## Task objective
Track down each line below containing the string "FontContext" and copy it.

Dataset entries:
━━━━

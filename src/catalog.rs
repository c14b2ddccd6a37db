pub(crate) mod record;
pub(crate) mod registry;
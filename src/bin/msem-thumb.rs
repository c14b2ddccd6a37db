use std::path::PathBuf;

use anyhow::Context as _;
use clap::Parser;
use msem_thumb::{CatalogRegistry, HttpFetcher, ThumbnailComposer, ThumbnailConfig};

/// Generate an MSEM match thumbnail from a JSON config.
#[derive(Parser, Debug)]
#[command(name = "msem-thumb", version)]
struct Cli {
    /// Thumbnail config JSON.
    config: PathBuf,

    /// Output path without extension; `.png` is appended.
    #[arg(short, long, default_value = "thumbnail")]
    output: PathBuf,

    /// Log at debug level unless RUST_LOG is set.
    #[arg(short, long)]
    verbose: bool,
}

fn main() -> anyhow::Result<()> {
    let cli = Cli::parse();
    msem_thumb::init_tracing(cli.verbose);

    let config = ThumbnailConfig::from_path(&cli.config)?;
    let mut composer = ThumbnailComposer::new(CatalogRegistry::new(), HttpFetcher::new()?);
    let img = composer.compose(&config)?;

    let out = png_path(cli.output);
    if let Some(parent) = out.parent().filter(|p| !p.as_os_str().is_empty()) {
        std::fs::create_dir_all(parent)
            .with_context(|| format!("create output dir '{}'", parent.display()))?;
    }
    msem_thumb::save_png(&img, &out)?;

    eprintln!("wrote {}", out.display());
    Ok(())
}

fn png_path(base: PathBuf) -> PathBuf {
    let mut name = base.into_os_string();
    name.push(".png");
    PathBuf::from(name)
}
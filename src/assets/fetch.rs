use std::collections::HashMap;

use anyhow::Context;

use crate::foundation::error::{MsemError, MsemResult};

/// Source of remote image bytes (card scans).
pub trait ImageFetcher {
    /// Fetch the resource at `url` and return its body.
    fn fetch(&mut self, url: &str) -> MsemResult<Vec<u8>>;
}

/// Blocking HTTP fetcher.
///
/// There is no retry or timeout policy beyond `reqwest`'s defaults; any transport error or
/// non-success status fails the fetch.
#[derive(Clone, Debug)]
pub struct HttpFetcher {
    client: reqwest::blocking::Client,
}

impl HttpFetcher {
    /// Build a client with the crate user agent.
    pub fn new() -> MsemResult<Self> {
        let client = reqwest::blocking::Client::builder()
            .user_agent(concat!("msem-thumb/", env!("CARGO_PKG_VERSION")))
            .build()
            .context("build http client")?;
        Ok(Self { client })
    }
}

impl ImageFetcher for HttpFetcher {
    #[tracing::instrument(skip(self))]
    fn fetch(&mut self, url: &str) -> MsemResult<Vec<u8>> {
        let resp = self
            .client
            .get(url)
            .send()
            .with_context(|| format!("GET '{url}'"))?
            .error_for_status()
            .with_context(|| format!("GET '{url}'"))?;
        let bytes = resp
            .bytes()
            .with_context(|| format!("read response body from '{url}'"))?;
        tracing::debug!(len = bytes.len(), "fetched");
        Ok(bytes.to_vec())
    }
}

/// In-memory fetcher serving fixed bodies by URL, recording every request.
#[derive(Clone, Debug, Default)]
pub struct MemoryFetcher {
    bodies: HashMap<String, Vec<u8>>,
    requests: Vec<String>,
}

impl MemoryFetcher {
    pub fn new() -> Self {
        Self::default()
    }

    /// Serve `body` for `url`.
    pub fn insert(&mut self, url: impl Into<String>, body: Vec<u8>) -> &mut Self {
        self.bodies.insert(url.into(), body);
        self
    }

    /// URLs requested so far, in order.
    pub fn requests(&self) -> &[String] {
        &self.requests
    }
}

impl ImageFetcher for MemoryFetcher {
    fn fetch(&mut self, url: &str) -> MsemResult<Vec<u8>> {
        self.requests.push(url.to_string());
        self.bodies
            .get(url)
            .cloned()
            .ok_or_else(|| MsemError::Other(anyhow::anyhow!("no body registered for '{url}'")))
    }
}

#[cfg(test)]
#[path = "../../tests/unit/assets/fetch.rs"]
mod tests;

━━━━

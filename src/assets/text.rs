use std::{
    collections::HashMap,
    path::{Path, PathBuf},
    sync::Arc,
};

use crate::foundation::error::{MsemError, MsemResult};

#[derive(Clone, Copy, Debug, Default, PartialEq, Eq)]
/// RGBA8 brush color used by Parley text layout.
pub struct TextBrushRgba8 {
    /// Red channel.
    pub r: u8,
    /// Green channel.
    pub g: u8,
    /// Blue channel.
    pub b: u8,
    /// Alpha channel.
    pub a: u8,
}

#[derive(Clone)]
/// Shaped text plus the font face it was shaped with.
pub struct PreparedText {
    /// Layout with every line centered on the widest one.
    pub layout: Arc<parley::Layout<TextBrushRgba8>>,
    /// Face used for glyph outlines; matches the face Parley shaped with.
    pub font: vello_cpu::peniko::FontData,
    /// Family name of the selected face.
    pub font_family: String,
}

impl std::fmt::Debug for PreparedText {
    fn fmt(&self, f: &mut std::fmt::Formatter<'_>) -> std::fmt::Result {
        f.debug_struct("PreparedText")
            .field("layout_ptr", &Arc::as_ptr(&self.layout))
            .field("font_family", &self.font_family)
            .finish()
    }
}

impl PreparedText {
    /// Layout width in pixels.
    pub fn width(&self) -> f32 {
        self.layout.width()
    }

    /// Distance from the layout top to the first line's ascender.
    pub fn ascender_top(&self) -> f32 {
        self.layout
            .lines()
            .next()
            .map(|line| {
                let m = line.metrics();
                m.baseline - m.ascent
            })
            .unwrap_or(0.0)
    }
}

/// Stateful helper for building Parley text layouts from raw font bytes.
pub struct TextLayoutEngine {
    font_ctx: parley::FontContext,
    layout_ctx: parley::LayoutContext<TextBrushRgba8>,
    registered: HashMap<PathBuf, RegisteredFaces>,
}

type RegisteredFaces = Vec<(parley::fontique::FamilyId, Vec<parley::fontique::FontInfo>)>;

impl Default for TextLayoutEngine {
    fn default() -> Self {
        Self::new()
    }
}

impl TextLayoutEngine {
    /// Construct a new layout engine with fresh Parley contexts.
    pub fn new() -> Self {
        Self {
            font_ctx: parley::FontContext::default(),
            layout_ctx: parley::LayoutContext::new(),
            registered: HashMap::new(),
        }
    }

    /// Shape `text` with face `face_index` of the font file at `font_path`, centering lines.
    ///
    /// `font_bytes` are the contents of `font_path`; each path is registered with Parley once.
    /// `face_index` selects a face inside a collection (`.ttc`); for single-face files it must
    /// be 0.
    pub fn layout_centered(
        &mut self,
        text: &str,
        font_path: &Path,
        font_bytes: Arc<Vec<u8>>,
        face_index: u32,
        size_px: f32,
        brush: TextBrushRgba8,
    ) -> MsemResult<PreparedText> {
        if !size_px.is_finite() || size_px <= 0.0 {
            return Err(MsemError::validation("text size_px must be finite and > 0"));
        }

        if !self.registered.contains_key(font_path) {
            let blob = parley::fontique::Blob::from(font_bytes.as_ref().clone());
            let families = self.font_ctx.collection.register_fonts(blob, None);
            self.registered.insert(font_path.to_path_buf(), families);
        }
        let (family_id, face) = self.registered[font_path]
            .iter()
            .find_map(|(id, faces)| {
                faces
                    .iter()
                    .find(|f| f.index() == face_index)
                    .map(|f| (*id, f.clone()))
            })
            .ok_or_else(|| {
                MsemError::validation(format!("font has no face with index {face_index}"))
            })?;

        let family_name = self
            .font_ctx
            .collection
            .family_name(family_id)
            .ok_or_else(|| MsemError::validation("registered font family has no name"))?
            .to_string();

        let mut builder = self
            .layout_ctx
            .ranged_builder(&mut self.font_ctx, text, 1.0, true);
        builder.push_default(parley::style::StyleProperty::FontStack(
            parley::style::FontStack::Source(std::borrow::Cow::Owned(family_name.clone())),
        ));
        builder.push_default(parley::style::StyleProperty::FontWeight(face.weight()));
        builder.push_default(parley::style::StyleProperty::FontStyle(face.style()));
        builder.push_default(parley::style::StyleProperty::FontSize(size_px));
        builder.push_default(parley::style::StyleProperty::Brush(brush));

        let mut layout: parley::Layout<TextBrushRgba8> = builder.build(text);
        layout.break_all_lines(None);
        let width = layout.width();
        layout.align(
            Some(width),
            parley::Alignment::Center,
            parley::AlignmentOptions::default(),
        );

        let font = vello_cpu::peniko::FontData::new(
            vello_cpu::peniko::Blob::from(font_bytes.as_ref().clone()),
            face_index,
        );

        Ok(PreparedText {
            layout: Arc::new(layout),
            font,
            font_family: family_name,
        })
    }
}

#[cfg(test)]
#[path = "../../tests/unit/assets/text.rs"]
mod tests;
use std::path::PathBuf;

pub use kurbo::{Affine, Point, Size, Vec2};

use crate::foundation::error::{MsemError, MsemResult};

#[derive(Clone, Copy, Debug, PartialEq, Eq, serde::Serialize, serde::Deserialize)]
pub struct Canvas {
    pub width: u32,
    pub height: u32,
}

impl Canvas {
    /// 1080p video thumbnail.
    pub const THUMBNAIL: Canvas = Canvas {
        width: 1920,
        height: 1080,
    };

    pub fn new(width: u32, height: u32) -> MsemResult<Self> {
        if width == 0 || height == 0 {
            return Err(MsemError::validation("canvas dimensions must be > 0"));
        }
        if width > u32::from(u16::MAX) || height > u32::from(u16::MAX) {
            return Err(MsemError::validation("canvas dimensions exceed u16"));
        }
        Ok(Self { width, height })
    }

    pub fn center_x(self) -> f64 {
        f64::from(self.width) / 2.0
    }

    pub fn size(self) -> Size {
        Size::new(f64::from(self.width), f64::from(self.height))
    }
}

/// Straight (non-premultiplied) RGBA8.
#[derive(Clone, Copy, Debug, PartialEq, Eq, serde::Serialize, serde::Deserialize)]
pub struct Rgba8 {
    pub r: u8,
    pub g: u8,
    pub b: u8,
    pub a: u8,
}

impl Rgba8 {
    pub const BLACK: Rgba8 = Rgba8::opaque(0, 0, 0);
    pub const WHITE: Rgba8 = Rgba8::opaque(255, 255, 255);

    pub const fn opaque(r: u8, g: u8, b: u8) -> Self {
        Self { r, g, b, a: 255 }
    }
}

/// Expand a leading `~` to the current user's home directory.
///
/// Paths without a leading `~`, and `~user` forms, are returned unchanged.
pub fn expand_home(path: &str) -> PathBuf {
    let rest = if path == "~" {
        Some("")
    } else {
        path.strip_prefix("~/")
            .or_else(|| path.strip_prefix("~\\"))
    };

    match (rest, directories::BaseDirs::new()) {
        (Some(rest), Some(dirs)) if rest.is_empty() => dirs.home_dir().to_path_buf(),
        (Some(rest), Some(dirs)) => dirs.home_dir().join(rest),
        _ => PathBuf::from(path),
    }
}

━━━━

## Answer box
    font_ctx: parley::FontContext,
            font_ctx: parley::FontContext::default(),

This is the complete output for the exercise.